Tak lama kemudian, Merry memanggil pelayan untuk memesan makanan dan minuman. Sambil menunggu pesanan tiba, mereka pun kembali berbincang-bincang.

"Jadi, gimana hari pertama lo bekerja?" tanya Dawn memulai perbincangan.

"Gue pikir sih, lancar-lancar aja ya. Semua pekerjaan yang diberikan ke gue bisa gue selesaikan. Eh tapi, kalian berdua jangan kaget ya," ucap Merry memandang dengan saksama wajah kedua sahabatnya.

"Sudah pasti kami berdua bakalan kaget lah," jawab Dawn.

"Kali ini ada apa?" tanya Cathy yang selalu tanpa basa-basi. Seperti biasa, penampilan selalu sempurna, kemeja putih yang tersetrika rapi, rambut panjang yang dicepol dan membiarkan beberapa anak rambut terurai di kedua sisi wajahnya. Parfumnya pun masih tercium. 

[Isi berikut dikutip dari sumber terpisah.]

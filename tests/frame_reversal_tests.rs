use serde_json::json;
use timeseries_panel::core::{DataFrame, Field, FieldType, reverse_frame, reverse_frames};

fn values(frame: &DataFrame, index: usize) -> Vec<serde_json::Value> {
    frame.fields[index].values.clone()
}

#[test]
fn reverses_values_in_every_field() {
    let frame = DataFrame::new("test")
        .with_field(Field::time("time", [1000, 2000, 3000]))
        .with_field(Field::number("value", [10.0, 20.0, 30.0]));

    let reversed = reverse_frame(&frame);

    assert_eq!(values(&reversed, 0), vec![json!(3000), json!(2000), json!(1000)]);
    assert_eq!(values(&reversed, 1), vec![json!(30.0), json!(20.0), json!(10.0)]);
    assert_eq!(reversed.length, 3);
    assert_eq!(reversed.name.as_deref(), Some("test"));
}

#[test]
fn keeps_frame_length() {
    let frame = DataFrame::new("test").with_field(Field::time("time", [1, 2, 3, 4, 5]));
    assert_eq!(reverse_frame(&frame).length, 5);
}

#[test]
fn preserves_frame_name_and_meta() {
    let frame = DataFrame::new("test-frame")
        .with_field(Field::time("time", [100, 200]))
        .with_meta(json!({"custom": {"test": "value"}}));

    let reversed = reverse_frame(&frame);

    assert_eq!(reversed.name.as_deref(), Some("test-frame"));
    assert_eq!(reversed.meta, Some(json!({"custom": {"test": "value"}})));
}

#[test]
fn frame_without_fields_stays_empty() {
    let frame = DataFrame::new("empty").with_meta(json!({"preferredVisualisationType": "graph"}));

    let reversed = reverse_frame(&frame);

    assert!(reversed.fields.is_empty());
    assert_eq!(reversed.length, 0);
    assert_eq!(reversed.meta, frame.meta);
}

#[test]
fn fields_without_rows_stay_empty() {
    let frame = DataFrame::new("no-rows")
        .with_field(Field::time("time", []))
        .with_field(Field::number("value", []));

    let reversed = reverse_frame(&frame);

    assert_eq!(reversed.field_count(), 2);
    assert!(reversed.fields.iter().all(Field::is_empty));
    assert_eq!(reversed.length, 0);
}

#[test]
fn preserves_field_attributes() {
    let frame = DataFrame::new("test").with_field(
        Field::number("temperature", [20.0, 25.0])
            .with_config("unit", "celsius")
            .with_label("sensor", "A"),
    );

    let reversed = reverse_frame(&frame);
    let field = &reversed.fields[0];

    assert_eq!(field.name, "temperature");
    assert_eq!(field.field_type, FieldType::Number);
    assert_eq!(field.config.get("unit"), Some(&json!("celsius")));
    let labels = field.labels.as_ref().expect("labels kept");
    assert_eq!(labels.get("sensor").map(String::as_str), Some("A"));
    assert_eq!(field.values, vec![json!(25.0), json!(20.0)]);
}

#[test]
fn string_and_unknown_fields_are_reversed_too() {
    let frame = DataFrame::new("mixed")
        .with_field(Field::string("host", ["a", "b", "c"]))
        .with_field(Field::new(
            "raw",
            FieldType::Other("other".to_owned()),
            vec![json!({"k": 1}), json!(null), json!([2])],
        ));

    let reversed = reverse_frame(&frame);

    assert_eq!(values(&reversed, 0), vec![json!("c"), json!("b"), json!("a")]);
    assert_eq!(values(&reversed, 1), vec![json!([2]), json!(null), json!({"k": 1})]);
    assert_eq!(reversed.fields[1].field_type, FieldType::Other("other".to_owned()));
}

#[test]
fn reverses_real_cpu_series() {
    let frame = DataFrame::new("cpu-usage")
        .with_field(Field::time(
            "Time",
            [
                1_699_200_000_000,
                1_699_200_060_000,
                1_699_200_120_000,
                1_699_200_180_000,
                1_699_200_240_000,
            ],
        ))
        .with_field(
            Field::number("CPU Usage", [45.2, 52.1, 48.9, 61.3, 55.7]).with_config("unit", "percent"),
        );

    let reversed = reverse_frame(&frame);

    assert_eq!(reversed.fields[0].values[0], json!(1_699_200_240_000_i64));
    assert_eq!(reversed.fields[0].values[4], json!(1_699_200_000_000_i64));
    assert_eq!(reversed.fields[1].values[0], json!(55.7));
    assert_eq!(reversed.fields[1].values[4], json!(45.2));
    assert_eq!(reversed.fields[1].config.get("unit"), Some(&json!("percent")));

    let (first, last) = reversed.time_span().expect("time span");
    assert!(first > last);
}

#[test]
fn reverses_multiple_series_in_lock_step() {
    let frame = DataFrame::new("multi-series")
        .with_field(Field::time("time", [1000, 2000, 3000]))
        .with_field(Field::number("series1", [10.0, 20.0, 30.0]))
        .with_field(Field::number("series2", [100.0, 200.0, 300.0]))
        .with_field(Field::number("series3", [1.0, 2.0, 3.0]));

    let reversed = reverse_frame(&frame);

    assert_eq!(values(&reversed, 0), vec![json!(3000), json!(2000), json!(1000)]);
    assert_eq!(values(&reversed, 1), vec![json!(30.0), json!(20.0), json!(10.0)]);
    assert_eq!(values(&reversed, 2), vec![json!(300.0), json!(200.0), json!(100.0)]);
    assert_eq!(values(&reversed, 3), vec![json!(3.0), json!(2.0), json!(1.0)]);
}

#[test]
fn batch_reverses_each_frame() {
    let frames = vec![
        DataFrame::new("frame1").with_field(Field::time("time", [1000, 2000])),
        DataFrame::new("frame2").with_field(Field::time("time", [3000, 4000])),
    ];

    let reversed = reverse_frames(&frames);

    assert_eq!(reversed.len(), 2);
    assert_eq!(values(&reversed[0], 0), vec![json!(2000), json!(1000)]);
    assert_eq!(values(&reversed[1], 0), vec![json!(4000), json!(3000)]);
}

#[test]
fn batch_keeps_frame_order() {
    let frames: Vec<DataFrame> = [("first", 100), ("second", 200), ("third", 300)]
        .into_iter()
        .map(|(name, t)| DataFrame::new(name).with_field(Field::time("time", [t])))
        .collect();

    let reversed = reverse_frames(&frames);
    let names: Vec<&str> = reversed
        .iter()
        .filter_map(|frame| frame.name.as_deref())
        .collect();

    assert_eq!(names, vec!["first", "second", "third"]);
}

#[test]
fn empty_batch_yields_empty_result() {
    assert!(reverse_frames(&[]).is_empty());
}
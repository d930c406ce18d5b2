//! timeseries-panel: data preparation for a time-series panel.
//!
//! The crate is host-agnostic: frames come in from a query pipeline, are
//! optionally row-reversed according to the panel's axis options, and go
//! back out to whatever renderer the host uses.

pub mod api;
pub mod core;
pub mod error;
pub mod telemetry;

pub use api::{PanelOptions, prepare_series};
pub use crate::core::{DataFrame, Field, FieldType, has_time_field, reverse_frame, reverse_frames};
pub use error::{PanelError, PanelResult};
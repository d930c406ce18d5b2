use crate::core::{DataFrame, Field};

/// Returns a copy of `frame` with the row order reversed.
///
/// Every field is reversed in lock-step regardless of its type, so row `i`
/// of the input becomes row `length - 1 - i` of the output in all fields.
/// Field name/type/config/labels and frame name/meta are carried through.
/// The input is left untouched; value vectors are always freshly allocated.
///
/// Fields whose length disagrees with `frame.length` are reversed as-is
/// without any check.
#[must_use]
pub fn reverse_frame(frame: &DataFrame) -> DataFrame {
    DataFrame {
        name: frame.name.clone(),
        fields: frame.fields.iter().map(reverse_field).collect(),
        length: frame.length,
        meta: frame.meta.clone(),
        extra: frame.extra.clone(),
    }
}

/// Applies [`reverse_frame`] to each frame, keeping batch order.
#[must_use]
pub fn reverse_frames(frames: &[DataFrame]) -> Vec<DataFrame> {
    #[cfg(feature = "parallel-transform")]
    {
        use rayon::prelude::*;
        frames.par_iter().map(reverse_frame).collect()
    }

    #[cfg(not(feature = "parallel-transform"))]
    {
        frames.iter().map(reverse_frame).collect()
    }
}

/// Returns `true` when at least one field carries the time type tag.
#[must_use]
pub fn has_time_field(frame: &DataFrame) -> bool {
    frame.fields.iter().any(Field::is_time)
}

fn reverse_field(field: &Field) -> Field {
    Field {
        name: field.name.clone(),
        field_type: field.field_type.clone(),
        config: field.config.clone(),
        labels: field.labels.clone(),
        values: field.values.iter().rev().cloned().collect(),
        extra: field.extra.clone(),
    }
}
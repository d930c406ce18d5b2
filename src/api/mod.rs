mod json_contract;
mod panel_options;
mod series;

pub use json_contract::{
    FRAMES_JSON_SCHEMA_V1, FramesJsonContractV1, frames_from_json_compat_str,
    frames_from_json_str, frames_to_json_contract_v1_pretty, frames_to_json_pretty,
};
pub use panel_options::{PanelOptions, TimeAxisOrientation, TimeDirection};
pub use series::{PreparedSeries, prepare_series, prepare_series_report};
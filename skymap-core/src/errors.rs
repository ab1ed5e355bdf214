//! Error types for the numeric primitives.
//!
//! All failures in this crate are invalid-argument failures: a value outside
//! a required interval, an interval with nonsensical bounds, or a polynomial
//! with a zero leading coefficient. Every one of them is deterministic and
//! fails fast at construction; none is retried internally.

use thiserror::Error;

/// Convenience alias for `Result<T, MathError>`.
pub type MathResult<T> = Result<T, MathError>;

/// Invalid-argument failures from the numeric primitives.
#[derive(Error, Debug, Clone, PartialEq)]
pub enum MathError {
    /// A value fell outside the interval that was required of it.
    #[error("value {value} not contained in interval {interval}")]
    OutOfInterval { value: f64, interval: String },

    /// Interval construction with `low >= high` (or non-positive size).
    #[error("invalid interval bounds: low {low} must be less than high {high}")]
    InvalidBounds { low: f64, high: f64 },

    /// DMS angle with a negative degrees component.
    #[error("negative degrees component: {0}")]
    NegativeDegrees(i32),

    /// Polynomial construction with a zero leading coefficient.
    #[error("polynomial leading coefficient must be non-zero")]
    ZeroLeadingCoefficient,
}

#[cfg(test)]
mod tests {
    use super::*;

    #[test]
    fn test_out_of_interval_message() {
        let err = MathError::OutOfInterval {
            value: 7.0,
            interval: "[0,6.283185307179586[".to_string(),
        };
        assert!(err.to_string().contains("7"));
        assert!(err.to_string().contains("not contained"));
    }

    #[test]
    fn test_send_sync() {
        fn _assert_send<T: Send>() {}
        fn _assert_sync<T: Sync>() {}
        _assert_send::<MathError>();
        _assert_sync::<MathError>();
    }
}
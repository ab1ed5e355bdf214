//! The interface every ephemeris model implements.

use skymap_coords::EclipticToEquatorial;

use crate::errors::EphemerisResult;

/// An analytic model producing one celestial object at a given instant.
///
/// Time is expressed as (fractional) days since the J2010 epoch, negative
/// before it. The ecliptic-to-equatorial conversion is passed in rather than
/// derived from the instant so one conversion can serve every model of a
/// snapshot.
pub trait CelestialObjectModel {
    /// The object type this model produces.
    type Object;

    /// Evaluates the model `days_since_j2010` days after J2010.
    fn at(
        &self,
        days_since_j2010: f64,
        conversion: &EclipticToEquatorial,
    ) -> EphemerisResult<Self::Object>;
}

"Tapi janji kalian nggak akan heboh setelah mendengar cerita gue."

"Ah elah, lama! Bilang aja sih, ada apa!" omel Dawn yang penampilannya lebih chic dan boyish. Celana panjang bahan, kemeja hitam lengan pendek dan rambut bob.

Merry meringis mendengar omelan Dawn. Namun dia tetap melanjutkan ceritanya, "Bos gue di kantor wajahnya mirip sama cowok malam itu!" 

Selama detik-detik awal, Cathy dan Dawn hanya terpaku mendengarnya. Otak mereka belum memahami maksud ucapan Merry. Cowok malam itu siapa? 

Namun mereka berdua lekas langsung memahami mengingat Merry memang jarang sekali pergi hang out bersama cowok-cowok. Bisa dibilang, Merry tidak pernah kencan buta dengan cowok manapun saking bucinnya sama Ashton. 

Cathy menutup mulutnya dengan mata terbelalak. Dawn terpekik pelan sambil memegang kedua pipinya.

"Seriusan? Terus gimana ceritanya? Mirip doang apa dia memang cowok itu?" cecar Dawn.

"Mirip doang, udah gue tanyain langsung ke orangnya," jawab Merry polos.

"Lo tanyain langsung?" tanya Cathy terkejut. "Bagaimana tepatnya?"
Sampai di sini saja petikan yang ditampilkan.